Every public write goes through a per-IP, per-form rate limit enforced at the database (30 submissions per minute per IP/form bucket). IPs are stored only as opaque SHA-256 buckets, never in plaintext. For forms that face active abuse, owners can enable a Cloudflare Turnstile challenge from the form's Share tab - privacy-friendly, no cognitive challenge for most users, and a strong gate for targeted automation. Combined with the single audited write path, this keeps spam off your responses without making real respondents jump through hoops.

Signed webhooks and integrations

Outbound webhooks are designed to be verifiable: deliveries can be signed so the receiving system can confirm a payload genuinely came from Askery and was not tampered with in transit. Customers are responsible for validating signatures on their endpoint and for the security of any third-party destination they configure; integrations a customer adds operate under that customer's control.

Versioning and audit trail

Form definitions are versioned so that changes are traceable and responses always reference stable question and option identifiers rather than mutable labels - answers stay correctly attributed even after a form is edited.
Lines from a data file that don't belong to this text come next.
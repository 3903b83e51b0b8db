use crate::error::GeoIndexError;
use crate::rtree::DEFAULT_MAX_ENTRIES;
use serde::{Deserialize, Serialize};
use std::path::PathBuf;

/// geoindex 配置
#[derive(Debug, Clone, Default, PartialEq, Serialize, Deserialize)]
pub struct GeoIndexConfig {
    /// R-tree 配置
    #[serde(default)]
    pub tree: TreeConfig,

    /// 日志配置
    #[serde(default)]
    pub logging: LoggingConfig,
}

/// R-tree 配置
#[derive(Debug, Clone, PartialEq, Serialize, Deserialize)]
pub struct TreeConfig {
    /// 节点最大条目数，最小条目数取其 20%
    #[serde(default = "default_max_entries")]
    pub max_entries: usize,
}

/// 日志配置
#[derive(Debug, Clone, PartialEq, Serialize, Deserialize)]
pub struct LoggingConfig {
    /// 日志级别：trace, debug, info, warn, error
    #[serde(default = "default_log_level")]
    pub level: String,

    /// 日志输出：stdout, file
    #[serde(default = "default_log_output")]
    pub output: String,

    /// 日志文件路径（当 output = file 时）
    pub log_file: Option<PathBuf>,
}

/// 允许的最小节点容量
const MIN_MAX_ENTRIES: usize = 4;

const LOG_LEVELS: [&str; 5] = ["trace", "debug", "info", "warn", "error"];

// ============================================================================
// 默认值函数
// ============================================================================

fn default_max_entries() -> usize {
    DEFAULT_MAX_ENTRIES
}

fn default_log_level() -> String {
    "info".to_string()
}

fn default_log_output() -> String {
    "stdout".to_string()
}

// ============================================================================
// 实现
// ============================================================================

impl Default for TreeConfig {
    fn default() -> Self {
        Self {
            max_entries: default_max_entries(),
        }
    }
}

impl Default for LoggingConfig {
    fn default() -> Self {
        Self {
            level: default_log_level(),
            output: default_log_output(),
            log_file: None,
        }
    }
}

impl GeoIndexConfig {
    /// 从文件加载配置
    ///
    /// 配置加载顺序（优先级从低到高）：
    /// 1. 默认配置（内嵌的 default.toml）
    /// 2. 用户配置文件（可选，TOML 格式）
    /// 3. 环境变量（GEOINDEX__ 前缀，使用双下划线分隔嵌套）
    ///
    /// # 示例
    ///
    /// ```no_run
    /// use geoindex::config::GeoIndexConfig;
    ///
    /// // 加载配置（如果文件不存在，使用默认配置）
    /// let config = GeoIndexConfig::from_file("geoindex.toml").unwrap();
    /// ```
    pub fn from_file(path: &str) -> crate::Result<Self> {
        let settings = config::Config::builder()
            // 1. 加载默认配置（内嵌）
            .add_source(config::File::from_str(
                include_str!("default.toml"),
                config::FileFormat::Toml,
            ))
            // 2. 加载用户配置（可选，不存在不报错）
            .add_source(config::File::new(path, config::FileFormat::Toml).required(false))
            // 3. 加载环境变量
            .add_source(config::Environment::with_prefix("GEOINDEX").separator("__"))
            .build()?;

        Ok(settings.try_deserialize()?)
    }

    /// 保存配置到文件
    pub fn save_to_file(&self, path: &str) -> crate::Result<()> {
        let toml_string = toml::to_string_pretty(self)?;
        std::fs::write(path, toml_string)?;
        Ok(())
    }

    /// 验证配置
    ///
    /// 检查节点容量、日志级别以及文件日志的路径
    pub fn validate(&self) -> crate::Result<()> {
        if self.tree.max_entries < MIN_MAX_ENTRIES {
            return Err(GeoIndexError::InvalidConfig(format!(
                "tree.max_entries is {}, must be at least {}",
                self.tree.max_entries, MIN_MAX_ENTRIES
            )));
        }

        if !LOG_LEVELS.contains(&self.logging.level.to_lowercase().as_str()) {
            return Err(GeoIndexError::InvalidConfig(format!(
                "Invalid log level: '{}'. Must be one of: {}",
                self.logging.level,
                LOG_LEVELS.join(", ")
            )));
        }

        match self.logging.output.as_str() {
            "stdout" => {}
            "file" => {
                if self.logging.log_file.is_none() {
                    return Err(GeoIndexError::InvalidConfig(
                        "Log output is 'file' but log_file path is not specified".to_string(),
                    ));
                }
            }
            other => {
                return Err(GeoIndexError::InvalidConfig(format!(
                    "Invalid log output: '{}'. Must be one of: stdout, file",
                    other
                )))
            }
        }

        Ok(())
    }

    /// 打印配置摘要
    pub fn print_summary(&self) {
        println!("📋 geoindex configuration:");
        println!(
            "   Max Entries: {} (min {})",
            self.tree.max_entries,
            self.tree.max_entries * 20 / 100
        );
        println!("   Log Level:   {}", self.logging.level);
        println!("   Log Output:  {}", self.logging.output);
        if let Some(ref log_file) = self.logging.log_file {
            println!("   Log File:    {}", log_file.display());
        }
        println!();
    }
}

#[cfg(test)]
mod tests {
    use super::*;

    #[test]
    fn test_default_config() {
        let config = GeoIndexConfig::default();
        assert_eq!(config.tree.max_entries, 32);
        assert_eq!(config.logging.level, "info");
        assert_eq!(config.logging.output, "stdout");
        assert!(config.logging.log_file.is_none());
        assert!(config.validate().is_ok());
    }

    #[test]
    fn test_config_validation() {
        let mut config = GeoIndexConfig::default();

        // 节点容量过小
        config.tree.max_entries = 3;
        assert!(matches!(
            config.validate(),
            Err(GeoIndexError::InvalidConfig(_))
        ));
        config.tree.max_entries = 4;
        assert!(config.validate().is_ok());

        // 无效日志级别
        config.logging.level = "verbose".to_string();
        assert!(config.validate().is_err());
        config.logging.level = "DEBUG".to_string();
        assert!(config.validate().is_ok());

        // 文件输出缺少路径
        config.logging.output = "file".to_string();
        assert!(config.validate().is_err());
        config.logging.log_file = Some(PathBuf::from("./logs/geoindex.log"));
        assert!(config.validate().is_ok());

        // 无效输出
        config.logging.output = "syslog".to_string();
        assert!(config.validate().is_err());
    }

    #[test]
    fn test_file_output_without_path_is_rejected() {
        let mut config = GeoIndexConfig::default();
        config.logging.output = "file".to_string();
        match config.validate() {
            Err(GeoIndexError::InvalidConfig(msg)) => assert!(msg.contains("log_file")),
            other => panic!("unexpected result: {:?}", other),
        }
    }

    #[test]
    fn test_missing_file_uses_defaults() {
        let dir = tempfile::tempdir().unwrap();
        let path = dir.path().join("absent.toml");
        let config = GeoIndexConfig::from_file(path.to_str().unwrap()).unwrap();
        assert_eq!(config, GeoIndexConfig::default());
    }

    #[test]
    fn test_save_and_load() {
        let mut config = GeoIndexConfig::default();
        config.tree.max_entries = 12;
        config.logging.level = "debug".to_string();

        let temp_file = tempfile::Builder::new().suffix(".toml").tempfile().unwrap();
        let path = temp_file.path().to_str().unwrap();

        // 保存
        config.save_to_file(path).unwrap();

        // 加载
        let loaded = GeoIndexConfig::from_file(path).unwrap();
        assert_eq!(loaded.tree.max_entries, 12);
        assert_eq!(loaded.logging.level, "debug");
    }

    #[test]
    fn test_partial_file_keeps_defaults() {
        let temp_file = tempfile::Builder::new().suffix(".toml").tempfile().unwrap();
        std::fs::write(temp_file.path(), "[tree]\nmax_entries = 8\n").unwrap();

        let loaded = GeoIndexConfig::from_file(temp_file.path().to_str().unwrap()).unwrap();
        assert_eq!(loaded.tree.max_entries, 8);
        assert_eq!(loaded.logging, LoggingConfig::default());
    }
}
The audited write path and structured event logging give us a record of how responses entered the system. Configurable retention and richer admin-facing audit logs are designed into the data model and are on the roadmap below.

Backups and resilience

The managed Postgres infrastructure performs routine automated backups on a defined rotation. Backups exist to support recovery and continuity; they are not used for any secondary purpose, and data deleted from production ages out of backups on the rotation schedule rather than persisting indefinitely.
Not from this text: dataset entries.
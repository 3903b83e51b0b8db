use super::super::node::{Entry, Node};
use super::super::rectangle::Rectangle;
use super::super::rtree::RTree;
use tracing::trace;

/// 插入操作相关算法
impl<T> RTree<T> {
    /// 插入新的数据条目
    ///
    /// 自顶向下选择子树直到叶子层；节点溢出（max_entries + 1）时在返回父节点之前分裂。
    /// 根节点溢出时在其上方创建新根，树高加一。
    pub fn insert(&mut self, rect: Rectangle, data: T) {
        let max_entries = self.max_entries();
        let count = self.len();

        // I1: 如果根节点不存在，创建一个以该条目为初始边界的叶子根节点
        let root = self
            .root_mut()
            .get_or_insert_with(|| Box::new(Node::new_leaf_node(rect, max_entries + 1)));

        // I2-I3: 递归下降并添加记录
        root.insert_entry(rect, data, max_entries);

        // I4: 根节点溢出，分裂后放到新的根节点下
        if root.len() > max_entries {
            let right = root.split_largest_axis_edge_snap(max_entries);
            let level = root.level + 1;
            let new_root = Box::new(Node::new_index_node(root.mbr, level, max_entries + 1));
            let left = std::mem::replace(root, new_root);
            root.entries.push(Entry::Node { node: left });
            root.entries.push(Entry::Node {
                node: Box::new(right),
            });
            root.update_mbr();
            trace!(height = level, "root split, tree grew");
        }

        self.set_count(count + 1);
    }
}

impl<T> Node<T> {
    /// 在当前子树中插入条目，返回当前节点的MBR是否因此扩大
    pub(crate) fn insert_entry(&mut self, rect: Rectangle, data: T, max_entries: usize) -> bool {
        let grown = !self.mbr.contains(&rect);

        if self.is_leaf_node() {
            self.entries.push(Entry::Data { mbr: rect, data });
        } else {
            // CL3: 选择子树
            let index = self.choose_subtree(&rect);
            let Some(child) = self.entries[index].child_mut() else {
                unreachable!("index node holds only node entries");
            };
            child.insert_entry(rect, data, max_entries);

            // 子节点溢出时在此处分裂，新节点挂到当前节点
            if child.len() > max_entries {
                let right = child.split_largest_axis_edge_snap(max_entries);
                self.entries.push(Entry::Node {
                    node: Box::new(right),
                });
            }
        }

        if grown {
            self.mbr.expand(&rect);
        }
        grown
    }

    /// 选择子树
    ///
    /// 先找完全包含 `rect` 的子条目，取面积最小者；
    /// 都不包含时取扩大面积最小者，相同时取当前面积更小的
    pub(crate) fn choose_subtree(&self, rect: &Rectangle) -> usize {
        let mut best: Option<(usize, f64)> = None;
        for (i, entry) in self.entries.iter().enumerate() {
            let mbr = entry.mbr();
            if mbr.contains(rect) {
                let area = mbr.area();
                if best.map_or(true, |(_, best_area)| area < best_area) {
                    best = Some((i, area));
                }
            }
        }
        if let Some((index, _)) = best {
            return index;
        }

        self.choose_least_enlargement(rect)
    }

    fn choose_least_enlargement(&self, rect: &Rectangle) -> usize {
        let mut best_index = 0;
        let mut min_enlargement = f64::INFINITY;
        let mut min_area = f64::INFINITY;

        for (i, entry) in self.entries.iter().enumerate() {
            let mbr = entry.mbr();
            let area = mbr.area();
            let enlargement = mbr.enlargement(rect);

            // 选择扩大面积最小的，如果相同则选择面积最小的
            if enlargement < min_enlargement || (enlargement == min_enlargement && area < min_area)
            {
                min_enlargement = enlargement;
                min_area = area;
                best_index = i;
            }
        }

        best_index
    }
}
Data ownership, export and deletion

There is one canonical form schema and no lock-in. You can export your responses (including CSV) at any time and leave with all of your data, cleanly. On account closure or a verified deletion request, associated personal data is deleted or irreversibly anonymized within a commercially reasonable period (target: within 30 days), subject to legal retention requirements and the backup rotation described above. For customer-collected respondent data, the customer is the controller and controls export and deletion - see the DPA.

Sub-processors and hosting transparency

Askery relies on a small, vetted set of sub-processors - cloud hosting and managed Postgres, transactional email, payment processing, privacy-respecting analytics, and support tooling. Each is bound by written confidentiality and security obligations. The current itemized list, with purpose and hosting region, is maintained for customers, and notice of additions or replacements is available as described in the DPA. Regional data residency is on the roadmap; today the primary data store sits in Singapore (ap-southeast-1).

Compliance posture

Askery is built to be compliance-aware from the first migration: multi-tenant isolation, an audited write path, and data-subject export and deletion are architectural, not bolt-ons. We do not claim certifications we do not hold - Askery is not currently SOC 2 or ISO 27001 certified. We are designing toward a formal SOC 2 program; GDPR and CCPA/CPRA obligations are addressed today through our Privacy Policy and DPA, including Standard Contractual Clauses for international transfers.

Roadmap

Workspace audit logs ship today on Pro and above; configurable retention windows, regional data residency, SSO/SAML and a formal SOC 2 program are designed into the data model and roll out without re-architecture. Sub-processor list is published at /legal/subprocessors; progress on certifications goes here as the program matures.

Responsible disclosure

If you believe you have found a security vulnerability, please report it privately to support@askery.app with enough detail to reproduce it. Please do not access or modify data that is not yours, avoid privacy violations and service degradation, and give us a reasonable opportunity to remediate before any public disclosure. We acknowledge legitimate reports within one business day, work in good faith on a fix, and will not pursue good-faith researchers who follow this policy.